Even while being interviewed, Pete Wise knows he may receive a sudden call that scuttles all plans and sends him looking for someone in distress.
“My gear is always ready to go,” he said.
And it’s been that way for 50 years for the Coldstream resident who was honoured Saturday by Emergency Management B.C. for his five decades in Search and Rescue.
“Somebody has to do it. I just want to help my fellow man, it’s pretty cool.”
It was 1964 when a then 16-year-old Wise joined Maple Ridge’s Port Hammond Alouettes, a Scout unit and part of B.C. civil defence.
His mentor was leader Bud DeWolf.
“If it wasn’t for him, I wouldn’t be where I am today,” said the now 66-year-old Wise.
“We trained and trained – rope climbing and swimming. There was the camaraderie and skills we learned.”
His first major rescue came when a man clung to a cliff face 700 feet in the air.
“It was said we lowered ropes but we went and got him. We were out on the tree limb with him,” said Wise.
“The very first one you ever go on is significant. It’s such an adrenalin rush, there’s so much satisfaction.”
That passion continued when he moved to the North Okanagan in the early 1970s and he was soon receiving calls for help from Frank Whitecotton, an early driving force in Vernon Search and Rescue.
“He moulded young men,” said Wise of Whitecotton.
Since then, Wise has filled virtually every position there is with Vernon SAR, which is a volunteer organization. He is trained in or a leader in rope rescue, flat ice rescue, swift water rescue, tracking, search management and ground searches.

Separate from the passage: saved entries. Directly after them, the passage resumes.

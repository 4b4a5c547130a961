use crate::error::{Error, Result};

/// Fixed-capacity circular buffer of recent losses.
///
/// Unfilled slots hold `f64::MAX`, so the mean of a young window stays huge
/// and cannot trigger early stopping on its own.
#[derive(Debug, Clone)]
pub struct MovingWindow {
    values: Vec<f64>,
    next: usize,
    filled: usize,
}

impl MovingWindow {
    pub fn new(capacity: usize) -> Result<MovingWindow> {
        if capacity == 0 {
            return Err(Error::InvalidConfig("moving window needs a positive capacity".into()));
        }
        Ok(MovingWindow {
            values: vec![f64::MAX; capacity],
            next: 0,
            filled: 0,
        })
    }

    /// Window size used by the trainer: a tenth of the query count, rounded
    /// up, and never below two.
    pub fn capacity_for(queries: usize) -> usize {
        ((queries + 9) / 10).max(2)
    }

    pub fn capacity(&self) -> usize {
        self.values.len()
    }

    /// Number of real (non-sentinel) values currently held.
    pub fn len(&self) -> usize {
        self.filled
    }

    pub fn is_empty(&self) -> bool {
        self.filled == 0
    }

    /// Overwrites the oldest slot.
    pub fn push(&mut self, value: f64) {
        let capacity = self.values.len();
        self.values[self.next] = value;
        self.next = (self.next + 1) % capacity;
        self.filled = (self.filled + 1).min(capacity);
    }

    /// Mean over every slot, sentinels included. Each term is scaled before
    /// summing so a window of sentinels stays finite.
    pub fn mean(&self) -> f64 {
        let capacity = self.values.len() as f64;
        self.values.iter().map(|v| v / capacity).sum()
    }
}
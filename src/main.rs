// Fits a small Tanh network to sin(x) and prints the query history.
// The library itself never installs a subscriber; set RUST_LOG=debug for
// per-epoch output.
use ferrite_fit::{
    fit, ActivationFunction, FitParameters, FunctionSampler, Loss, NetworkSpec, SgdSpec,
    TrainConfig,
};
use rand::rngs::StdRng;
use rand::SeedableRng;
use tracing_subscriber::EnvFilter;

fn main() -> ferrite_fit::Result<()> {
    tracing_subscriber::fmt()
        .compact()
        .with_target(false)
        .with_env_filter(EnvFilter::try_from_default_env().unwrap_or_else(|_| EnvFilter::new("info")))
        .init();

    let mut rng = StdRng::seed_from_u64(2024);
    let dataset = FunctionSampler::new(f64::sin, -3.0, 3.0)?
        .with_extension(0.1)?
        .dataset(512, 128, 128, &mut rng)?;

    let params = FitParameters::new(
        dataset,
        TrainConfig {
            epochs: 300,
            batch_size: 32,
            queries: 15,
            seed: Some(7),
            ..TrainConfig::default()
        },
        NetworkSpec::new(
            1,
            vec![16, 1],
            vec![ActivationFunction::Tanh, ActivationFunction::Linear],
            Loss::MeanSquaredError,
        ),
        SgdSpec::new(0.05, 0.001),
    );

    let results = fit(params)?;
    for stats in &results.history {
        println!(
            "epoch {:>4}: train {:.5}  test {:.5}  lr {:.5}",
            stats.epoch, stats.train_loss, stats.test_loss, stats.learning_rate
        );
    }
    println!(
        "best test loss {:.5} at epoch {} ({:?}), valid loss {:.5}",
        results.best_test_loss, results.best_epoch, results.stop_reason, results.valid_loss
    );
    Ok(())
}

He’s also an instructor for the Justice Institute and the B.C. Institute of Technology.
Wise has lost track of how many thousands of incidents he has responded to, whether it is a senior who has walked away from home, a snowmobiler lost in the woods or a boater who has drowned.
In 1998, Wise and Don Blakely oversaw search co-ordination when wildfire threatened Salmon Arm – Canada’s largest evacuation ever at that time. The scene was repeated in 2003 during the fire storms in Barriere and Kelowna.
But perhaps the most meaningful case came in 2006 when an 11-year-old Armstrong girl went missing.
Search and Rescue members, as well as other emergency personnel, spent days combing the community for her. Eventually she was found and an individual was arrested for kidnapping.
As Wise and most of the SAR volunteers are also parents, finding the girl took on a new meaning.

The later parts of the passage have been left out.